William @ryjobil About the diodes. I wanted to add the gain control to fully use the 16bit. Otherwise a dry signal from a single coil guitar probably wouldn't use much of the 16bit.
I fully understand and agree with the intent. The salient characteristics of the strategy I expressed uses harder clipping to reduce the range over which the nonlinear function is operating. The point is to create a wider region of operation where the clipping mechanism has almost zero effect until the output signal gets more near to the rails. That way clean is pristine, but occasional clipping isn't ugly.
The way you have it implemented the circuit will be distorting even when you want it clean if you're using the full 16-bit resolution. I did some simulations on your circuit where the clipper was a Schottky diode in series with an Si diode, for 1.7Vpk-pk clipping. At 0.8Vpp there is about 1% distortion. Full range (1.8Vpp) the distortion increases to about 20%. Basically you would have 15 bits of clean dynamic range and you lose the MSB to increasing diode nonlinearity.
A traditional back-back diode clipper is actively affecting the sound long before you get audible buzz. Maybe you always play with a little dirt and don't mind this. On the other hand, 15 bits is pretty good so maybe this will be ok if you use 2 series diodes.
Here are a couple ideas for how I am working around this problem. Maybe this will make it more clear what I'm saying and perhaps spark some ideas.
Discrete implementation using "diode compression op amp" (5V "Vcc" needs to be filtered with R and large C since this doesn't have much PSRR to speak of)

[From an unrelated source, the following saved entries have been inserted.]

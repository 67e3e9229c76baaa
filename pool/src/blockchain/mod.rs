/// Node-side collaborators: the traits the pool consumes, plus the JSON-RPC
/// client, tip watcher and uncle-info lookup that implement them.

pub mod rpc_client;
pub mod tip_watcher;
pub mod uncle_info;

use anyhow::Result;
use async_trait::async_trait;
use serde::{Deserialize, Serialize};
use std::sync::Arc;
use tidepool_core::blockchain::block::{Block, BlockHeader, Hash};
use tidepool_core::blockchain::consensus::BlockStatus;
use tidepool_core::tx::SignedTx;

pub use rpc_client::NodeRpcClient;
pub use tip_watcher::TipWatcher;
pub use uncle_info::HttpUncleInfo;

#[derive(Debug, Clone, Copy, PartialEq, Eq, Serialize, Deserialize)]
pub struct Account {
    pub balance: u64,
    pub nonce: u64,
}

#[derive(Debug, Clone, PartialEq, Serialize, Deserialize)]
pub struct ChainTip {
    pub hash: Hash,
    pub height: u64,
}

/// A stored block together with its height.
#[derive(Debug, Clone, PartialEq, Serialize, Deserialize)]
pub struct ChainBlock {
    pub header: BlockHeader,
    pub height: u64,
}

#[derive(Debug, Clone, PartialEq, Serialize, Deserialize)]
pub struct UncleCandidate {
    pub hash: Hash,
    pub height: u64,
    pub miner: String,
}

/// The chain moved: mine on top of `previous`.
#[derive(Debug, Clone, PartialEq, Serialize, Deserialize)]
pub struct ChainCandidate {
    pub previous: ChainBlock,
    pub previous_hash: Hash,
    pub difficulty: f64,
    pub miner_reward: u64,
    #[serde(default)]
    pub uncles: Vec<UncleCandidate>,
}

#[derive(Debug, Clone, Serialize, Deserialize)]
pub struct NextStateRequest {
    pub parent_state_root: Hash,
    pub miner: String,
    pub miner_reward: u64,
    pub height: u64,
    pub uncles: Vec<UncleCandidate>,
}

#[derive(Debug, Clone, PartialEq, Serialize, Deserialize)]
pub struct StateTransition {
    pub current_state_root: Hash,
    pub valid_txs: Vec<SignedTx>,
    pub invalid_txs: Vec<SignedTx>,
}

#[async_trait]
pub trait Consensus: Send + Sync {
    async fn block_status(&self, hash: &Hash) -> Result<BlockStatus>;
    async fn is_uncle_block(&self, hash: &Hash) -> Result<bool>;
    /// `None` when the node does not know the block.
    async fn block_height(&self, hash: &Hash) -> Result<Option<u64>>;
    async fn blocks_tip(&self) -> Result<ChainTip>;
    /// `None` when the account does not exist on chain.
    async fn account(&self, address: &str) -> Result<Option<Account>>;
    async fn put_block(&self, block: Block) -> Result<()>;
}

#[async_trait]
pub trait WorldState: Send + Sync {
    async fn next(&self, request: NextStateRequest) -> Result<StateTransition>;
}

#[async_trait]
pub trait Network: Send + Sync {
    async fn broadcast_blocks(&self, blocks: Vec<Block>) -> Result<()>;
    async fn broadcast_txs(&self, txs: Vec<SignedTx>) -> Result<()>;
}

#[async_trait]
pub trait TxPool: Send + Sync {
    /// Returns the transfers the pool accepted.
    async fn put_txs(&self, txs: Vec<SignedTx>) -> Result<Vec<SignedTx>>;
    /// Pending outgoing transfers from `address`, in nonce order.
    async fn out_pending(&self, address: &str) -> Result<Vec<SignedTx>>;
    async fn remove_txs(&self, txs: Vec<SignedTx>) -> Result<()>;
}

/// Depth of an uncle below its nephew; every failure maps to `None`.
#[async_trait]
pub trait UncleInfo: Send + Sync {
    async fn depth(&self, hash: &Hash) -> Option<u64>;
}

pub type CandidateHandler = Arc<dyn Fn(ChainCandidate) + Send + Sync>;

/// Node-side collaborators shared by the producer and the banker.
#[derive(Clone)]
pub struct NodeServices {
    pub consensus: Arc<dyn Consensus>,
    pub world_state: Arc<dyn WorldState>,
    pub network: Arc<dyn Network>,
    pub tx_pool: Arc<dyn TxPool>,
}

impl NodeServices {
    /// All four roles served by one node client.
    pub fn from_rpc(client: Arc<NodeRpcClient>) -> Self {
        Self {
            consensus: client.clone(),
            world_state: client.clone(),
            network: client.clone(),
            tx_pool: client,
        }
    }
}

Op amp-based implementation. The key point is clean headroom before diodes can become forward-biased, and then output resistor divider brings the max clipped signal level down to within the ADC input range. You can put as much gain on the input side of things to make up for it.
The following simulation plots are from the discrete version, but the op amp version is designed for the same frequency response while the op amp clipping is symmetric:
And a transient sim to see the soft clipping as well as the amount of gain available on the first stage.
I noticed I made a mistake (notice 870mVpk-pk). Change R4 to 2.2k and R7 to 1.8k to get 1.9V peak-peak assuming Vcc = 5.0V. One could also use a 20k resistor parallel to 5k pot. Adjust the setting on the 5k pot to get full-range input when the circuit is slammed rail-rail. The value of 4k in that lower leg is important to the output symmetry (hint you can tweak clipping symmetry by changing this resistor value).
FWIW I'm using 12V supply and a 600 kHz switcher to get the 5V. This switcher I designed myself, but you can get SMPS DC-DC converters from DigiKey or other distributor of choice. Murata has a good number of these.
This might be a helpful tip if you have a hard time managing the heat from a 7805.